Exercise brief
Your answer must be an exact copy of every record.

Supplied material
━━━━━━━━━━━━━━━━━━━━

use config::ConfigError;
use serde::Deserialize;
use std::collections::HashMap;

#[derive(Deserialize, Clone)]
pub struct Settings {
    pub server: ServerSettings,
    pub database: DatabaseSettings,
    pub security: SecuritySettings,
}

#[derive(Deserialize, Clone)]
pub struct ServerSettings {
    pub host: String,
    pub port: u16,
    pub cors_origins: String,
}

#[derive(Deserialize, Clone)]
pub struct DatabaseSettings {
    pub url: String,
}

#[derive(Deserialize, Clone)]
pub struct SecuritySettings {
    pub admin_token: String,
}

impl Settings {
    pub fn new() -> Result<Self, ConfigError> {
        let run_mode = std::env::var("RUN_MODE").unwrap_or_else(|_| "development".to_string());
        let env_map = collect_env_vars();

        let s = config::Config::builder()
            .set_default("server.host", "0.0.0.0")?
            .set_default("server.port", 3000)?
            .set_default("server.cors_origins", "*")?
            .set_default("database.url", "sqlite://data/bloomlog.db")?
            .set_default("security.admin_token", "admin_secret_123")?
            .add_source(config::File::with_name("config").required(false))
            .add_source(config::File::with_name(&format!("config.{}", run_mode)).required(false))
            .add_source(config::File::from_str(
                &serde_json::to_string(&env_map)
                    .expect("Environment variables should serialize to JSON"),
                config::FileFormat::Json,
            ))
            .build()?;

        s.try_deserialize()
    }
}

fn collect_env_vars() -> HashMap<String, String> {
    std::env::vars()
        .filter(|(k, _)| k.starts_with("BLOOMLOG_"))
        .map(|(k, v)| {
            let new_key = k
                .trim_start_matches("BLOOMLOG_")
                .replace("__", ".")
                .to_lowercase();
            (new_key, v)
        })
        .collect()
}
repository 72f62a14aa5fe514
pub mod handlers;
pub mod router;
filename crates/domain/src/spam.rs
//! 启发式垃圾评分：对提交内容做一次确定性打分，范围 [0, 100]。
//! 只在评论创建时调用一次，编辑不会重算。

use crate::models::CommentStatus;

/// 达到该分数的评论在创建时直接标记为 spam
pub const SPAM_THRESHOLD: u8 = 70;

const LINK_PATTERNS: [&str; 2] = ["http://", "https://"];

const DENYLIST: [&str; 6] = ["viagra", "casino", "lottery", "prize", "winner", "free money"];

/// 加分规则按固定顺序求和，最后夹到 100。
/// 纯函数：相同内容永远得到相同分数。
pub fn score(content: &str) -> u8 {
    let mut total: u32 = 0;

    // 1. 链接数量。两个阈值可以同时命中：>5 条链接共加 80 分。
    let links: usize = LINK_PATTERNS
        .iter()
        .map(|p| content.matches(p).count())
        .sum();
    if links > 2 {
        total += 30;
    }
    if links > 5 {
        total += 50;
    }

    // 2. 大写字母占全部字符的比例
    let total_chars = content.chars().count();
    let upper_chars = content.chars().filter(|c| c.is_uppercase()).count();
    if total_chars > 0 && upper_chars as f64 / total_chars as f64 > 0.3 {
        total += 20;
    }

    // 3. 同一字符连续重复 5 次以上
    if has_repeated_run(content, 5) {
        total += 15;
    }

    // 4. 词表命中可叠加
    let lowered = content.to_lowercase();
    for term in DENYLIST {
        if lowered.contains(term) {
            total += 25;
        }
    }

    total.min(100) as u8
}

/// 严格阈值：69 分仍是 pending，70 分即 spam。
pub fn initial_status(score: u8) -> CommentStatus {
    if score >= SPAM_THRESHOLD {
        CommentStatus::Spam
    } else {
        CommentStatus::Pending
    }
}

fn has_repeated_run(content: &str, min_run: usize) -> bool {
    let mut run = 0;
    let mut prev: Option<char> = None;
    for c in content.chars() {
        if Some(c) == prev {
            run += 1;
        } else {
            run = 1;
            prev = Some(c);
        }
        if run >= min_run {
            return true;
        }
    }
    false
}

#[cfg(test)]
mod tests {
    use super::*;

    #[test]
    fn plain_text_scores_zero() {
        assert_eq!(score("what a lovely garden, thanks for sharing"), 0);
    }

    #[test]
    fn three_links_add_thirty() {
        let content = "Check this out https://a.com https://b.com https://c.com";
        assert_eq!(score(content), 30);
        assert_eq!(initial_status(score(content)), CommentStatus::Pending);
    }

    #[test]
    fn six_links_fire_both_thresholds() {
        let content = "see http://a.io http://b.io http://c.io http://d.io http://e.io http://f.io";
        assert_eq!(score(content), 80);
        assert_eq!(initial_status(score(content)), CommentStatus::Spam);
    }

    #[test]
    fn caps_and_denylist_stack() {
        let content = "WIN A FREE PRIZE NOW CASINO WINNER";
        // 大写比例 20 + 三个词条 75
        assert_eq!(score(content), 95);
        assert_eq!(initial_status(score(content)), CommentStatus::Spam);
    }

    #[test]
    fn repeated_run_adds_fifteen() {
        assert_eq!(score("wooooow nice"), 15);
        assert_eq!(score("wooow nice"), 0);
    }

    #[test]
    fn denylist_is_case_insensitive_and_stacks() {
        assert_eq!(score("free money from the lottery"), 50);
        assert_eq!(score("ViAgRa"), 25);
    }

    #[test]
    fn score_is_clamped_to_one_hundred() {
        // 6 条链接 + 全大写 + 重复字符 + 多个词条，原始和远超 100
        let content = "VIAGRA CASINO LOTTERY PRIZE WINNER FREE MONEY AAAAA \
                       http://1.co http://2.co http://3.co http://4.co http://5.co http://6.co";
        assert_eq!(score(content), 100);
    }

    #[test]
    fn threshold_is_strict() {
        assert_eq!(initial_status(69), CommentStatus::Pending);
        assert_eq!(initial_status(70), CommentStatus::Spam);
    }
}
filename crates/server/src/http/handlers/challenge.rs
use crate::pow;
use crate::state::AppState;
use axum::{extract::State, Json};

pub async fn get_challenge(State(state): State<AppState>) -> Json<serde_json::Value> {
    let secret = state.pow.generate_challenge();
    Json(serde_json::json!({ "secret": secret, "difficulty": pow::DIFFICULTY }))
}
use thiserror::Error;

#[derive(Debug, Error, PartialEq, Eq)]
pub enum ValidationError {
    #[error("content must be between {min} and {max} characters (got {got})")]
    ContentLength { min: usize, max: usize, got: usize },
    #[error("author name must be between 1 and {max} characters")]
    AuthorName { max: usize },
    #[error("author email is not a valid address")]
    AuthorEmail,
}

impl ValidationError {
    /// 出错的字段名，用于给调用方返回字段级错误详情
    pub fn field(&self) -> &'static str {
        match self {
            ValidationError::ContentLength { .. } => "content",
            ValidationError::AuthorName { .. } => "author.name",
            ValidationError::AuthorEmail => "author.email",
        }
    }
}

━━━━━━━━━━━━━━━━━━━━

Problem solution
use config::ConfigError;
use serde::Deserialize;
use std::collections::HashMap;

#[derive(Deserialize, Clone)]
pub struct Settings {
    pub server: ServerSettings,
    pub database: DatabaseSettings,
    pub security: SecuritySettings,
}

#[derive(Deserialize, Clone)]
pub struct ServerSettings {
    pub host: String,
    pub port: u16,
    pub cors_origins: String,
}

#[derive(Deserialize, Clone)]
pub struct DatabaseSettings {
    pub url: String,
}

#[derive(Deserialize, Clone)]
pub struct SecuritySettings {
    pub admin_token: String,
}

impl Settings {
    pub fn new() -> Result<Self, ConfigError> {
        let run_mode = std::env::var("RUN_MODE").unwrap_or_else(|_| "development".to_string());
        let env_map = collect_env_vars();

        let s = config::Config::builder()
            .set_default("server.host", "0.0.0.0")?
            .set_default("server.port", 3000)?
            .set_default("server.cors_origins", "*")?
            .set_default("database.url", "sqlite://data/bloomlog.db")?
            .set_default("security.admin_token", "admin_secret_123")?
            .add_source(config::File::with_name("config").required(false))
            .add_source(config::File::with_name(&format!("config.{}", run_mode)).required(false))
            .add_source(config::File::from_str(
                &serde_json::to_string(&env_map)
                    .expect("Environment variables should serialize to JSON"),
                config::FileFormat::Json,
            ))
            .build()?;

        s.try_deserialize()
    }
}

fn collect_env_vars() -> HashMap<String, String> {
    std::env::vars()
        .filter(|(k, _)| k.starts_with("BLOOMLOG_"))
        .map(|(k, v)| {
            let new_key = k
                .trim_start_matches("BLOOMLOG_")
                .replace("__", ".")
                .to_lowercase();
            (new_key, v)
        })
        .collect()
}
repository 72f62a14aa5fe514
pub mod handlers;
pub mod router;
filename crates/domain/src/spam.rs
//! 启发式垃圾评分：对提交内容做一次确定性打分，范围 [0, 100]。
//! 只在评论创建时调用一次，编辑不会重算。

use crate::models::CommentStatus;

/// 达到该分数的评论在创建时直接标记为 spam
pub const SPAM_THRESHOLD: u8 = 70;

const LINK_PATTERNS: [&str; 2] = ["http://", "https://"];

const DENYLIST: [&str; 6] = ["viagra", "casino", "lottery", "prize", "winner", "free money"];

/// 加分规则按固定顺序求和，最后夹到 100。
/// 纯函数：相同内容永远得到相同分数。
pub fn score(content: &str) -> u8 {
    let mut total: u32 = 0;

    // 1. 链接数量。两个阈值可以同时命中：>5 条链接共加 80 分。
    let links: usize = LINK_PATTERNS
        .iter()
        .map(|p| content.matches(p).count())
        .sum();
    if links > 2 {
        total += 30;
    }
    if links > 5 {
        total += 50;
    }

    // 2. 大写字母占全部字符的比例
    let total_chars = content.chars().count();
    let upper_chars = content.chars().filter(|c| c.is_uppercase()).count();
    if total_chars > 0 && upper_chars as f64 / total_chars as f64 > 0.3 {
        total += 20;
    }

    // 3. 同一字符连续重复 5 次以上
    if has_repeated_run(content, 5) {
        total += 15;
    }

    // 4. 词表命中可叠加
    let lowered = content.to_lowercase();
    for term in DENYLIST {
        if lowered.contains(term) {
            total += 25;
        }
    }

    total.min(100) as u8
}

/// 严格阈值：69 分仍是 pending，70 分即 spam。
pub fn initial_status(score: u8) -> CommentStatus {
    if score >= SPAM_THRESHOLD {
        CommentStatus::Spam
    } else {
        CommentStatus::Pending
    }
}

fn has_repeated_run(content: &str, min_run: usize) -> bool {
    let mut run = 0;
    let mut prev: Option<char> = None;
    for c in content.chars() {
        if Some(c) == prev {
            run += 1;
        } else {
            run = 1;
            prev = Some(c);
        }
        if run >= min_run {
            return true;
        }
    }
    false
}

#[cfg(test)]
mod tests {
    use super::*;

    #[test]
    fn plain_text_scores_zero() {
        assert_eq!(score("what a lovely garden, thanks for sharing"), 0);
    }

    #[test]
    fn three_links_add_thirty() {
        let content = "Check this out https://a.com https://b.com https://c.com";
        assert_eq!(score(content), 30);
        assert_eq!(initial_status(score(content)), CommentStatus::Pending);
    }

    #[test]
    fn six_links_fire_both_thresholds() {
        let content = "see http://a.io http://b.io http://c.io http://d.io http://e.io http://f.io";
        assert_eq!(score(content), 80);
        assert_eq!(initial_status(score(content)), CommentStatus::Spam);
    }

    #[test]
    fn caps_and_denylist_stack() {
        let content = "WIN A FREE PRIZE NOW CASINO WINNER";
        // 大写比例 20 + 三个词条 75
        assert_eq!(score(content), 95);
        assert_eq!(initial_status(score(content)), CommentStatus::Spam);
    }

    #[test]
    fn repeated_run_adds_fifteen() {
        assert_eq!(score("wooooow nice"), 15);
        assert_eq!(score("wooow nice"), 0);
    }

    #[test]
    fn denylist_is_case_insensitive_and_stacks() {
        assert_eq!(score("free money from the lottery"), 50);
        assert_eq!(score("ViAgRa"), 25);
    }

    #[test]
    fn score_is_clamped_to_one_hundred() {
        // 6 条链接 + 全大写 + 重复字符 + 多个词条，原始和远超 100
        let content = "VIAGRA CASINO LOTTERY PRIZE WINNER FREE MONEY AAAAA \
                       http://1.co http://2.co http://3.co http://4.co http://5.co http://6.co";
        assert_eq!(score(content), 100);
    }

    #[test]
    fn threshold_is_strict() {
        assert_eq!(initial_status(69), CommentStatus::Pending);
        assert_eq!(initial_status(70), CommentStatus::Spam);
    }
}
filename crates/server/src/http/handlers/challenge.rs
use crate::pow;
use crate::state::AppState;
use axum::{extract::State, Json};

pub async fn get_challenge(State(state): State<AppState>) -> Json<serde_json::Value> {
    let secret = state.pow.generate_challenge();
    Json(serde_json::json!({ "secret": secret, "difficulty": pow::DIFFICULTY }))
}
use thiserror::Error;

#[derive(Debug, Error, PartialEq, Eq)]
pub enum ValidationError {
    #[error("content must be between {min} and {max} characters (got {got})")]
    ContentLength { min: usize, max: usize, got: usize },
    #[error("author name must be between 1 and {max} characters")]
    AuthorName { max: usize },
    #[error("author email is not a valid address")]
    AuthorEmail,
}

impl ValidationError {
    /// 出错的字段名，用于给调用方返回字段级错误详情
    pub fn field(&self) -> &'static str {
        match self {
            ValidationError::ContentLength { .. } => "content",
            ValidationError::AuthorName { .. } => "author.name",
            ValidationError::AuthorEmail => "author.email",
        }
    }
}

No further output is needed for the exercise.